Castro a mis fin à la ségrégation après la révolution cubaine et a accordé l'asile à Assata Shakur (née Joanne Chesimard), un radical noir qui s'est enfui là-bas après une condamnation en 1977 pour avoir tué un soldat d'État dans le New Jersey. Shakur a nié toute faute.
Mais la représentation de Castro par Riddle en tant que héros des relations raciales peut être quelque peu romancée étant donné que les Cubains noirs sont extrêmement pauvres, sous-représentés dans les postes de pouvoir et exclus des emplois dans l'industrie touristique en plein essor du pays, où une peau plus claire semble être une condition préalable à l'entrée..

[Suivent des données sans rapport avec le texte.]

//! # Storage Controller Contract
//!
//! The AHCI controller driver is an external collaborator. The
//! [`StorageController`] trait is everything the diagnostic asks of it;
//! [`TransferSession`] pairs opening a drive's transfer session with
//! closing it.

use crate::attribute::AttributeTable;
use crate::descriptor::{DriveDescriptor, DriveTable};
use crate::StorageResult;

/// Storage controller driver
pub trait StorageController {
    /// Whether a controller is present
    fn detect(&mut self) -> bool;

    /// Fill `table` with the drives found and return how many there are
    fn enumerate_drives(&mut self, table: &mut DriveTable) -> usize;

    /// Prepare the transfer machinery for `drive`
    fn open_session(&mut self, drive: &DriveDescriptor);

    /// Tear down the transfer machinery for `drive`
    fn close_session(&mut self, drive: &DriveDescriptor);

    /// Read the drive's SMART attributes into `table`
    ///
    /// Empty slots come back as `None`.
    fn read_smart(
        &mut self,
        drive: &DriveDescriptor,
        table: &mut AttributeTable,
    ) -> StorageResult<()>;

    /// Release the controller
    fn shutdown(&mut self);
}

impl<C: StorageController + ?Sized> StorageController for &mut C {
    fn detect(&mut self) -> bool {
        (**self).detect()
    }

    fn enumerate_drives(&mut self, table: &mut DriveTable) -> usize {
        (**self).enumerate_drives(table)
    }

    fn open_session(&mut self, drive: &DriveDescriptor) {
        (**self).open_session(drive)
    }

    fn close_session(&mut self, drive: &DriveDescriptor) {
        (**self).close_session(drive)
    }

    fn read_smart(
        &mut self,
        drive: &DriveDescriptor,
        table: &mut AttributeTable,
    ) -> StorageResult<()> {
        (**self).read_smart(drive, table)
    }

    fn shutdown(&mut self) {
        (**self).shutdown()
    }
}

/// Open transfer session on one drive
///
/// The session is closed when the guard is dropped.
pub struct TransferSession<'c, 'd, C: StorageController + ?Sized> {
    controller: &'c mut C,
    drive: &'d DriveDescriptor,
}

impl<C: StorageController + ?Sized> core::fmt::Debug for TransferSession<'_, '_, C> {
    fn fmt(&self, f: &mut core::fmt::Formatter<'_>) -> core::fmt::Result {
        f.debug_struct("TransferSession")
            .field("port", &self.drive.port())
            .finish_non_exhaustive()
    }
}

impl<'c, 'd, C: StorageController + ?Sized> TransferSession<'c, 'd, C> {
    /// Open a session on `drive`
    pub fn open(controller: &'c mut C, drive: &'d DriveDescriptor) -> Self {
        log::debug!("Opening transfer session on port {}", drive.port());
        controller.open_session(drive);
        Self { controller, drive }
    }

    /// Drive the session is bound to
    #[inline]
    pub fn drive(&self) -> &DriveDescriptor {
        self.drive
    }

    /// Read SMART attributes through the session
    pub fn read_smart(&mut self, table: &mut AttributeTable) -> StorageResult<()> {
        self.controller.read_smart(self.drive, table)
    }
}

impl<C: StorageController + ?Sized> Drop for TransferSession<'_, '_, C> {
    fn drop(&mut self) {
        log::debug!("Closing transfer session on port {}", self.drive.port());
        self.controller.close_session(self.drive);
    }
}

En 2010, 60 personnalités afro-américaines, dont Cornel West et le cinéaste Melvin Van Peebles, ont publié une lettre attaquant le bilan de Cuba en matière de droits de l'homme, en particulier en ce qui concerne les dissidents politiques noirs. Ils se sont dits préoccupés par le fait que le gouvernement cubain a «accru les violations des droits civils et humains des militants noirs de Cuba qui osent élever la voix contre le système racial de l'île». La lettre demandait également la libération de la prison du militant et médecin noir Darsi Ferrer.
La révolution de Castro a peut-être promis l'égalité pour les Noirs, mais il n'a finalement pas voulu engager ceux qui ont souligné que le racisme persistait. Le gouvernement cubain a répondu aux préoccupations du groupe afro-américain en dénonçant simplement sa déclaration.